EXERCISE DETAILS: Output the entries verbatim, including every line.

RECORDED DATA:
%%

//! Capital, concentration, and holdings constraints.
//!
//! Rules run per candidate in a fixed order and short-circuit: the first
//! violated rule decides the rejection and its reason. A candidate is
//! never tagged with an aggregate of every rule it breaks. Rejected
//! candidates stay in the decision log for audit; accepted ones keep their
//! original score and ranking order.

use crate::config::RiskConfig;
use crate::models::{Direction, RiskDecision, RiskRejection, StructuredSignal};
use crate::risk::HoldingsSnapshot;
use tracing::debug;

#[derive(Debug, Clone, Copy)]
pub struct RiskLimits {
    pub capital: f64,
    pub max_position_pct: f64,
    pub max_open_positions: usize,
    pub max_holding_quantity: u64,
    pub board_lot: u64,
}

impl RiskLimits {
    pub fn from_config(risk: &RiskConfig, capital: f64) -> Self {
        Self {
            capital,
            max_position_pct: risk.max_position_pct,
            max_open_positions: risk.max_open_positions,
            max_holding_quantity: risk.max_holding_quantity,
            board_lot: risk.board_lot,
        }
    }
}

pub struct RiskFilter {
    limits: RiskLimits,
}

impl RiskFilter {
    pub fn new(limits: RiskLimits) -> Self {
        Self { limits }
    }

    /// Evaluate every ranked candidate, producing one decision each.
    /// Constraints bound new exposure, so only buy candidates are gated;
    /// sell/watch/hold candidates pass through.
    pub fn evaluate(
        &self,
        ranked: &[StructuredSignal],
        holdings: &HoldingsSnapshot,
    ) -> Vec<RiskDecision> {
        let mut decisions = Vec::with_capacity(ranked.len());
        let mut accepted_buys = 0usize;

        for signal in ranked {
            let rejection = if signal.direction == Direction::Buy {
                self.first_violation(signal, accepted_buys, holdings)
            } else {
                None
            };

            let accepted = rejection.is_none();
            if accepted && signal.direction == Direction::Buy {
                accepted_buys += 1;
            }
            if let Some(reason) = &rejection {
                debug!(
                    instrument = %signal.instrument_id,
                    reason = %reason,
                    "risk filter rejected {}",
                    signal.instrument_id
                );
            }
            decisions.push(RiskDecision {
                signal: signal.clone(),
                accepted,
                rejection,
            });
        }
        decisions
    }

    /// Fixed rule order; the first hit wins.
    fn first_violation(
        &self,
        signal: &StructuredSignal,
        accepted_buys: usize,
        holdings: &HoldingsSnapshot,
    ) -> Option<RiskRejection> {
        // Rule 1: one board lot must fit the per-position budget.
        let required = signal.closing_price * self.limits.board_lot as f64;
        let budget = self.limits.capital * self.limits.max_position_pct;
        if required > 0.0 && (budget <= 0.0 || required > budget) {
            return Some(RiskRejection::PositionNotional { required, budget });
        }

        // Rule 2: concentration across the watch-list.
        if accepted_buys >= self.limits.max_open_positions {
            return Some(RiskRejection::ConcentrationLimit {
                open: accepted_buys,
                limit: self.limits.max_open_positions,
            });
        }

        // Rule 3: existing-holdings cap.
        let held = holdings.quantity(&signal.instrument_id);
        if held >= self.limits.max_holding_quantity {
            return Some(RiskRejection::HoldingsCap {
                held,
                cap: self.limits.max_holding_quantity,
            });
        }

        None
    }
}

/// The accepted subset of a decision log, order preserved.
pub fn accepted<'a>(decisions: &'a [RiskDecision]) -> Vec<&'a StructuredSignal> {
    decisions
        .iter()
        .filter(|d| d.accepted)
        .map(|d| &d.signal)
        .collect()
}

%%

RESPONSE TO THIS TASK:
//! Capital, concentration, and holdings constraints.
//!
//! Rules run per candidate in a fixed order and short-circuit: the first
//! violated rule decides the rejection and its reason. A candidate is
//! never tagged with an aggregate of every rule it breaks. Rejected
//! candidates stay in the decision log for audit; accepted ones keep their
//! original score and ranking order.

use crate::config::RiskConfig;
use crate::models::{Direction, RiskDecision, RiskRejection, StructuredSignal};
use crate::risk::HoldingsSnapshot;
use tracing::debug;

#[derive(Debug, Clone, Copy)]
pub struct RiskLimits {
    pub capital: f64,
    pub max_position_pct: f64,
    pub max_open_positions: usize,
    pub max_holding_quantity: u64,
    pub board_lot: u64,
}

impl RiskLimits {
    pub fn from_config(risk: &RiskConfig, capital: f64) -> Self {
        Self {
            capital,
            max_position_pct: risk.max_position_pct,
            max_open_positions: risk.max_open_positions,
            max_holding_quantity: risk.max_holding_quantity,
            board_lot: risk.board_lot,
        }
    }
}

pub struct RiskFilter {
    limits: RiskLimits,
}

impl RiskFilter {
    pub fn new(limits: RiskLimits) -> Self {
        Self { limits }
    }

    /// Evaluate every ranked candidate, producing one decision each.
    /// Constraints bound new exposure, so only buy candidates are gated;
    /// sell/watch/hold candidates pass through.
    pub fn evaluate(
        &self,
        ranked: &[StructuredSignal],
        holdings: &HoldingsSnapshot,
    ) -> Vec<RiskDecision> {
        let mut decisions = Vec::with_capacity(ranked.len());
        let mut accepted_buys = 0usize;

        for signal in ranked {
            let rejection = if signal.direction == Direction::Buy {
                self.first_violation(signal, accepted_buys, holdings)
            } else {
                None
            };

            let accepted = rejection.is_none();
            if accepted && signal.direction == Direction::Buy {
                accepted_buys += 1;
            }
            if let Some(reason) = &rejection {
                debug!(
                    instrument = %signal.instrument_id,
                    reason = %reason,
                    "risk filter rejected {}",
                    signal.instrument_id
                );
            }
            decisions.push(RiskDecision {
                signal: signal.clone(),
                accepted,
                rejection,
            });
        }
        decisions
    }

    /// Fixed rule order; the first hit wins.
    fn first_violation(
        &self,
        signal: &StructuredSignal,
        accepted_buys: usize,
        holdings: &HoldingsSnapshot,
    ) -> Option<RiskRejection> {
        // Rule 1: one board lot must fit the per-position budget.
        let required = signal.closing_price * self.limits.board_lot as f64;
        let budget = self.limits.capital * self.limits.max_position_pct;
        if required > 0.0 && (budget <= 0.0 || required > budget) {
            return Some(RiskRejection::PositionNotional { required, budget });
        }

        // Rule 2: concentration across the watch-list.
        if accepted_buys >= self.limits.max_open_positions {
            return Some(RiskRejection::ConcentrationLimit {
                open: accepted_buys,
                limit: self.limits.max_open_positions,
            });
        }

        // Rule 3: existing-holdings cap.
        let held = holdings.quantity(&signal.instrument_id);
        if held >= self.limits.max_holding_quantity {
            return Some(RiskRejection::HoldingsCap {
                held,
                cap: self.limits.max_holding_quantity,
            });
        }

        None
    }
}

/// The accepted subset of a decision log, order preserved.
pub fn accepted<'a>(decisions: &'a [RiskDecision]) -> Vec<&'a StructuredSignal> {
    decisions
        .iter()
        .filter(|d| d.accepted)
        .map(|d| &d.signal)
        .collect()
}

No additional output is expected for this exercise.